Immagine del telescopio spaziale Hubble della NASA dell’8 ottobre 2022 che mostra i detriti espulsi dalla superficie di Dimorphos 285 ore dopo che l’asteroide è stato colpito dalla sonda DART il 26 settembre. Credits: NASA

I risultati mostrati dalla NASA sono senza dubbio eccezionali, oltre le più rosee aspettative, ma sono solo il primo passo di un lungo, lunghissimo cammino che potrà rendere davvero efficace la tecnica dell’impatto cinetico per difendere il nostro pianeta.

Quello che ancora non sappiamo

Il monitoraggio di Didymos e Dimorphos continuerà ancora per lungo tempo, sia da terra che dallo spazio. E, come detto più volte, l’Italia in questo caso sarà assoluta protagonista. Mentre I nostri telescopi terrestri continueranno a raccogliere dati sull’orbita di Dimorphos per calcolarne la deviazione con una precisione sempre maggiore, il piccolo satellite italiano LICIACube, sganciatosi proprio dalla sonda Dart dieci giorni prima dello schianto, ha scattato oltre 700 foto cominciando quattro minuti prima dello schianto.

Timelapse prodotto con le immagini di LICIACube prima e dopo il suo massimo avvicinamento a Didymos e Dimorphos, subito dopo l’impatto di Dart con Dimorphos. Le immagini sono fondamentali in quanto mostrano i due asteroidi e il getto di detriti da prospettive uniche. Credits: ASI/NASA

LICIACube è un cubesat costruito e controllato da Argotec, con contributo di INAF, ASI e altre istituzioni italiane. Obiettivo di LICIACube è stato quello di monitorare gli effetti dell’impatto su Dimorphos, dal possibile cratere creato da Dart alla nube di detriti sollevata. Insieme alle immagini di telescopi spaziali come Hubble o Webb, I dati forniti da LiciaCube saranno di vitale importanza per capire parametri come massa, densità e forma dell’asteroide, anche grazie al fatto che LiciaCube ci sta fornendo immagini della parte degli asteroidi nascosta agli occhi di Dart nel suo avvicinamento a Didymos e Dimorphos.

Immagine di LICIACube in cui sono visibili i pennacchi di materiale espulso dall’asteroide Dimorphos dopo lo schianto di DART. Ogni rettangolo rappresenta un diverso livello di contrasto permettendo di vedere la struttura dei getti di detriti con maggior dettaglio.
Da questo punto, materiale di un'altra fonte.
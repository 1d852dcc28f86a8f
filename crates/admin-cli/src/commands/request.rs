//! Authorized requests through the shared client.

use super::session_context;
use crate::output::{self, OutputFormat};
use admin_config::Config;
use admin_session::{AuthState, Method};
use anyhow::{anyhow, bail, Result};
use tracing::warn;

/// Parse an HTTP method name, case-insensitively.
pub fn parse_method(method: &str) -> Result<Method> {
    Method::from_bytes(method.to_ascii_uppercase().as_bytes())
        .map_err(|_| anyhow!("Invalid HTTP method: {}", method))
}

/// Send one request the way the dashboard would and print the response.
///
/// `token` seeds tab storage before startup validation, so an expired or
/// malformed token is dropped exactly as on a page load.
pub async fn request(
    config: &Config,
    method: &str,
    path: &str,
    token: Option<&str>,
    data: Option<&str>,
    format: &OutputFormat,
) -> Result<()> {
    let method = parse_method(method)?;
    let ctx = session_context(config)?;

    if let Some(token) = token {
        ctx.store.set_session(Some(token))?;
    }
    let state = ctx.controller.initialize();
    if token.is_some() && state == AuthState::Unauthenticated {
        warn!("Session token rejected at startup, sending without user credential");
    }

    let mut builder = ctx.client.request(method, path)?;
    if let Some(data) = data {
        let body: serde_json::Value =
            serde_json::from_str(data).map_err(|e| anyhow!("Invalid JSON body: {}", e))?;
        builder = builder.json(&body);
    }

    let response = ctx.client.send(builder).await?;
    let status = response.status();
    let text = response.text().await?;

    match format {
        OutputFormat::Text => {
            println!("HTTP {}", status);
            match serde_json::from_str::<serde_json::Value>(&text) {
                Ok(json) => output::print_json(&json),
                Err(_) => println!("{}", text),
            }
        }
        OutputFormat::Json => {
            let body = serde_json::from_str::<serde_json::Value>(&text)
                .unwrap_or(serde_json::Value::String(text));
            output::print_json(&serde_json::json!({
                "status": status.as_u16(),
                "body": body,
            }));
        }
    }

    if !status.is_success() {
        bail!("Request failed with HTTP {}", status);
    }
    Ok(())
}
#[cfg(test)]
mod tests {
    use super::*;
    use base64::engine::general_purpose::URL_SAFE_NO_PAD;
    use base64::Engine;
    use chrono::Utc;
    use serde_json::json;
    use std::sync::atomic::AtomicUsize;
    use tab_storage::{SessionStorage, StorageError, StorageKeys, StorageResult, TabStorage};

    fn encode_token(claims: serde_json::Value) -> String {
        let header = URL_SAFE_NO_PAD.encode(br#"{"alg":"HS256","typ":"JWT"}"#);
        let payload = URL_SAFE_NO_PAD.encode(serde_json::to_vec(&claims).unwrap());
        format!("{}.{}.signature", header, payload)
    }

    fn token_expiring_in(seconds: i64) -> String {
        encode_token(json!({
            "exp": Utc::now().timestamp() + seconds,
            "name": "Alice",
            "email": "alice@example.com",
            "role": "admin"
        }))
    }

    fn create_test_controller() -> (Arc<TabStorage>, AuthController) {
        let storage = Arc::new(TabStorage::new());
        let store = Arc::new(SessionStore::new(storage.clone()));
        (storage, AuthController::new(store))
    }

    /// Backend whose reads always fail.
    struct UnreadableStorage;

    impl SessionStorage for UnreadableStorage {
        fn set(&self, _key: &str, _value: &str) -> StorageResult<()> {
            Ok(())
        }

        fn get(&self, _key: &str) -> StorageResult<Option<String>> {
            Err(StorageError::Unavailable("storage disabled".to_string()))
        }

        fn delete(&self, _key: &str) -> StorageResult<bool> {
            Ok(false)
        }
    }

    #[test]
    fn test_initial_state() {
        let (_, controller) = create_test_controller();
        assert_eq!(controller.state(), AuthState::Unauthenticated);
        assert!(!controller.is_initialized());
        assert!(controller.identity().is_none());
    }

    #[test]
    fn test_initialize_without_token() {
        let (_, controller) = create_test_controller();

        assert_eq!(controller.initialize(), AuthState::Unauthenticated);
        assert!(controller.is_initialized());
        assert!(matches!(
            controller.require_identity(),
            Err(SessionError::NotLoggedIn)
        ));
    }

    #[test]
    fn test_initialize_with_expired_token_clears_it() {
        let (storage, controller) = create_test_controller();
        storage
            .set(StorageKeys::SESSION_TOKEN, &token_expiring_in(-10))
            .unwrap();

        assert_eq!(controller.initialize(), AuthState::Unauthenticated);
        assert!(controller.is_initialized());
        assert_eq!(controller.store().token().unwrap(), None);
        assert_eq!(controller.store().default_credential(), None);
    }

    #[test]
    fn test_initialize_with_malformed_token() {
        let (storage, controller) = create_test_controller();
        storage.set(StorageKeys::SESSION_TOKEN, "garbage").unwrap();

        assert_eq!(controller.initialize(), AuthState::Unauthenticated);
        assert_eq!(controller.store().token().unwrap(), None);
    }

    #[test]
    fn test_initialize_with_valid_token_restores_session() {
        let (storage, controller) = create_test_controller();
        let token = token_expiring_in(3600);
        storage.set(StorageKeys::SESSION_TOKEN, &token).unwrap();

        assert_eq!(controller.initialize(), AuthState::Authenticated);
        assert_eq!(
            controller.store().default_credential(),
            Some(format!("Bearer {}", token))
        );

        let identity = controller.require_identity().unwrap();
        assert_eq!(identity.name(), Some("Alice"));
    }

    #[test]
    fn test_initialize_storage_failure_is_unauthenticated() {
        let store = Arc::new(SessionStore::new(Arc::new(UnreadableStorage)));
        let controller = AuthController::new(store);

        assert_eq!(controller.initialize(), AuthState::Unauthenticated);
        assert!(controller.is_initialized());
        assert!(!controller.is_authenticated());
    }

    #[test]
    fn test_login_sets_identity_and_credential() {
        let (_, controller) = create_test_controller();
        let token = token_expiring_in(3600);

        let identity = controller.login(&token).unwrap();

        assert_eq!(identity.name(), Some("Alice"));
        assert_eq!(identity.role(), Some("admin"));
        assert_eq!(controller.state(), AuthState::Authenticated);
        assert_eq!(controller.identity(), Some(identity));
        assert_eq!(controller.store().token().unwrap(), Some(token.clone()));
        assert_eq!(
            controller.store().default_credential(),
            Some(format!("Bearer {}", token))
        );
        assert!(controller.is_authenticated());
    }

    #[test]
    fn test_login_with_undecodable_token_fails_without_side_effects() {
        let (_, controller) = create_test_controller();

        let result = controller.login("not-a-token");
        assert!(matches!(result, Err(SessionError::Token(_))));
        assert_eq!(controller.state(), AuthState::Unauthenticated);
        assert_eq!(controller.store().token().unwrap(), None);
        assert_eq!(controller.store().default_credential(), None);
    }

    #[test]
    fn test_failed_relogin_keeps_existing_session() {
        let (_, controller) = create_test_controller();
        let token = token_expiring_in(3600);
        controller.login(&token).unwrap();

        assert!(controller.login("a.!!!.c").is_err());
        assert_eq!(controller.state(), AuthState::Authenticated);
        assert_eq!(controller.store().token().unwrap(), Some(token));
    }

    #[test]
    fn test_logout_clears_everything() {
        let (storage, controller) = create_test_controller();
        controller.login(&token_expiring_in(3600)).unwrap();

        controller.logout().unwrap();

        assert_eq!(controller.state(), AuthState::Unauthenticated);
        assert!(controller.identity().is_none());
        assert!(!controller.is_authenticated());
        assert_eq!(controller.store().default_credential(), None);
        assert!(storage.is_empty());
    }

    #[test]
    fn test_logout_when_not_logged_in() {
        let (_, controller) = create_test_controller();
        controller.logout().unwrap();
        assert_eq!(controller.state(), AuthState::Unauthenticated);
    }

    #[test]
    fn test_require_identity_before_initialize() {
        let (_, controller) = create_test_controller();
        controller.login(&token_expiring_in(3600)).unwrap();

        assert!(matches!(
            controller.require_identity(),
            Err(SessionError::NotInitialized)
        ));
    }

    #[test]
    fn test_require_identity_rejects_expired_login() {
        let (_, controller) = create_test_controller();
        controller.initialize();

        // Decodable but already expired: login accepts it, the guard does not.
        controller.login(&token_expiring_in(-5)).unwrap();
        assert_eq!(controller.state(), AuthState::Authenticated);
        assert!(!controller.is_authenticated());
        assert!(matches!(
            controller.require_identity(),
            Err(SessionError::NotLoggedIn)
        ));
    }

    #[test]
    fn test_require_role() {
        let (_, controller) = create_test_controller();
        controller.initialize();
        controller.login(&token_expiring_in(3600)).unwrap();

        assert!(controller.require_role("admin").is_ok());
        match controller.require_role("superadmin") {
            Err(SessionError::Forbidden { required }) => assert_eq!(required, "superadmin"),
            other => panic!("Expected Forbidden, got {:?}", other),
        }
    }

    #[test]
    fn test_state_callback_may_call_back_into_controller() {
        let (_, controller) = create_test_controller();
        let controller = Arc::new(controller);

        let weak = Arc::downgrade(&controller);
        controller.set_state_callback(Box::new(move |payload| {
            if payload.state == AuthState::Authenticated {
                if let Some(controller) = weak.upgrade() {
                    controller.logout().unwrap();
                }
            }
        }));

        let (tx, rx) = std::sync::mpsc::channel();
        let worker = controller.clone();
        std::thread::spawn(move || {
            let result = worker.login(&token_expiring_in(3600));
            let _ = tx.send(result.is_ok());
        });

        let finished = rx.recv_timeout(std::time::Duration::from_secs(5));
        assert_eq!(finished, Ok(true));
        assert_eq!(controller.state(), AuthState::Unauthenticated);
        assert_eq!(controller.store().default_credential(), None);
    }

    #[test]
    fn test_state_callback_invoked_on_change() {
        let (_, controller) = create_test_controller();
        let calls = Arc::new(AtomicUsize::new(0));
        let seen = Arc::new(Mutex::new(Vec::new()));

        let calls_clone = calls.clone();
        let seen_clone = seen.clone();
        controller.set_state_callback(Box::new(move |payload| {
            calls_clone.fetch_add(1, Ordering::SeqCst);
            seen_clone.lock().push(payload);
        }));

        let token = token_expiring_in(3600);
        controller.login(&token).unwrap();
        // Same state again: no notification.
        controller.login(&token).unwrap();
        controller.logout().unwrap();

        assert_eq!(calls.load(Ordering::SeqCst), 2);
        let seen = seen.lock();
        assert_eq!(seen[0].state, AuthState::Authenticated);
        assert_eq!(seen[0].name.as_deref(), Some("Alice"));
        assert_eq!(seen[0].role.as_deref(), Some("admin"));
        assert_eq!(seen[1].state, AuthState::Unauthenticated);
        assert!(seen[1].name.is_none());
    }
}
Credits: ASI/NASA.

Nel 2024 dovrebbe partire la missione Hera dell’ESA, il cui arrivo attorno a didymos e Dimorphos è previsto nel 2026. L’obiettivo principale di Hera sarà quello di studiare le conseguenze dell’impatto di Dart, migliorare la nostra comprensione di Dimorphos, caratterizarne l’orbita a 4 anni di distanza dall’impatto e studiare il cratere generatosi dallo schianto di DART.